Thanks for the Info!


----------



## happybleats

Each state has their own laws, here in Texas it is against the law to sell any milk, raw or pasturized with out a grade A ...we can however sell goat shares so people can have milk legally, as long as they pick it up at the farm...there are some states that require blue or green coloring in the milk sold for pet use..also you need to know if you can carry milk to the customer or do they have to pick up at the farm..


----------



## s0upnaz1

Hi Laura, I'm wondering if you had any luck finding out whether or not you can sell raw goat's milk. I research lactation, and need raw milk for research, not consumption, so I was curious about your post. I also live in Laramie.
Cheers,
Heather


----------



## TDG-Farms

Looks like its illegal to sell raw goats milk in Wyoming. Its the same in Washington state unless you have some sort of certification to do so.

http://www.foodsafetynews.com/2012/07/wyoming-loosens-raw-milk-rules-just-a-bit/#.Uz2FZ6K0S-5


----------



## lauraanimal1

I have actually talked with the people over this in my area and as I stated above it is legal to sell it as pet milk ONLY. No food coloring, but I do have to put on the label what is in it. They "prefer" but not required that I send in a quart-or 2 to be tested so they can determine the %age of water in it and put that on the label, "truth in advertising" and all. Have the paper work sitting on my desk as we speak about it from the powers that be in my area.


----------



## goathiker

It is illegal to sell ANY kind of raw milk in Wyoming. Up until last year it was illegal for dairy animal owners to drink the raw milk that they produced themselves. 
Not saying that you might not get away with it...It just isn't legal.

WYOMING

Summary:

Raw milk sales are illegal.

Wyoming Regulations
DEPARTMENT OF AGRICULTURE
WYOMING FOOD AND SAFETY
CHAPTER 3 FOOD CARE

AGR-FS § 3-8. Fluid Milk and Milk Products.

(a) Fluid milk and milk products shall be obtained from sources that comply with Grade A standards as specified in the United States Public Health Service/FDA Grade A Pasteurized Milk Ordinance, as amended.
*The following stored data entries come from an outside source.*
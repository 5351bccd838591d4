//! Append-only conversation log

use crate::types::{ConversationTurn, Role};

/// Ordered turns of the current conversation
#[derive(Debug, Default, Clone)]
pub struct ConversationLog {
    turns: Vec<ConversationTurn>,
}

impl ConversationLog {
    pub fn new() -> Self {
        Self::default()
    }

    pub fn append_user(&mut self, text: impl Into<String>) {
        self.append(Role::User, text.into());
    }

    pub fn append_assistant(&mut self, text: impl Into<String>) {
        self.append(Role::Assistant, text.into());
    }

    fn append(&mut self, role: Role, content: String) {
        self.turns.push(ConversationTurn { role, content });
    }

    /// All turns, oldest first
    pub fn turns(&self) -> &[ConversationTurn] {
        &self.turns
    }

    pub fn len(&self) -> usize {
        self.turns.len()
    }

    pub fn is_empty(&self) -> bool {
        self.turns.is_empty()
    }

    /// Forget the whole conversation
    pub fn reset(&mut self) {
        self.turns.clear();
    }
}

#[cfg(test)]
mod tests {
    use super::*;

    #[test]
    fn test_reset_then_append() {
        let mut log = ConversationLog::new();
        log.append_user("question");
        log.append_assistant("answer");
        assert_eq!(log.len(), 2);

        log.reset();
        assert!(log.turns().is_empty());

        log.append_user("hi");
        assert_eq!(log.turns(), &[ConversationTurn::user("hi")]);
        assert_eq!(log.turns()[0].role, Role::User);
    }

    #[test]
    fn test_order_is_chronological() {
        let mut log = ConversationLog::new();
        log.append_user("1");
        log.append_assistant("2");
        log.append_user("3");
        let contents: Vec<&str> = log.turns().iter().map(|t| t.content.as_str()).collect();
        assert_eq!(contents, vec!["1", "2", "3"]);
    }
}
(b) Fluid and dry milk and milk products complying with Grade A standards as specified in United States Public Health Service/FDA Grade A Pasteurized Milk Ordinance, as amended, shall be obtained pasteurized.


----------



## happybleats

In Texas, we can get a permit to sell raw milk for animal use only...but it must be dyed blue and in a container not likely to be confused as for human use lol and must also have a label much like a feed bag would..


----------



## mamawcurry

Does anyone on here do herd or goat shares. I have been researching it and it sounds like something I would like to do, but I would like to hear from someone that does it. 
Thanks


----------



## happybleats

we do a herd share....I don't have any one on my list yet since milk is just now flowing : ) you are welcome to ready my information...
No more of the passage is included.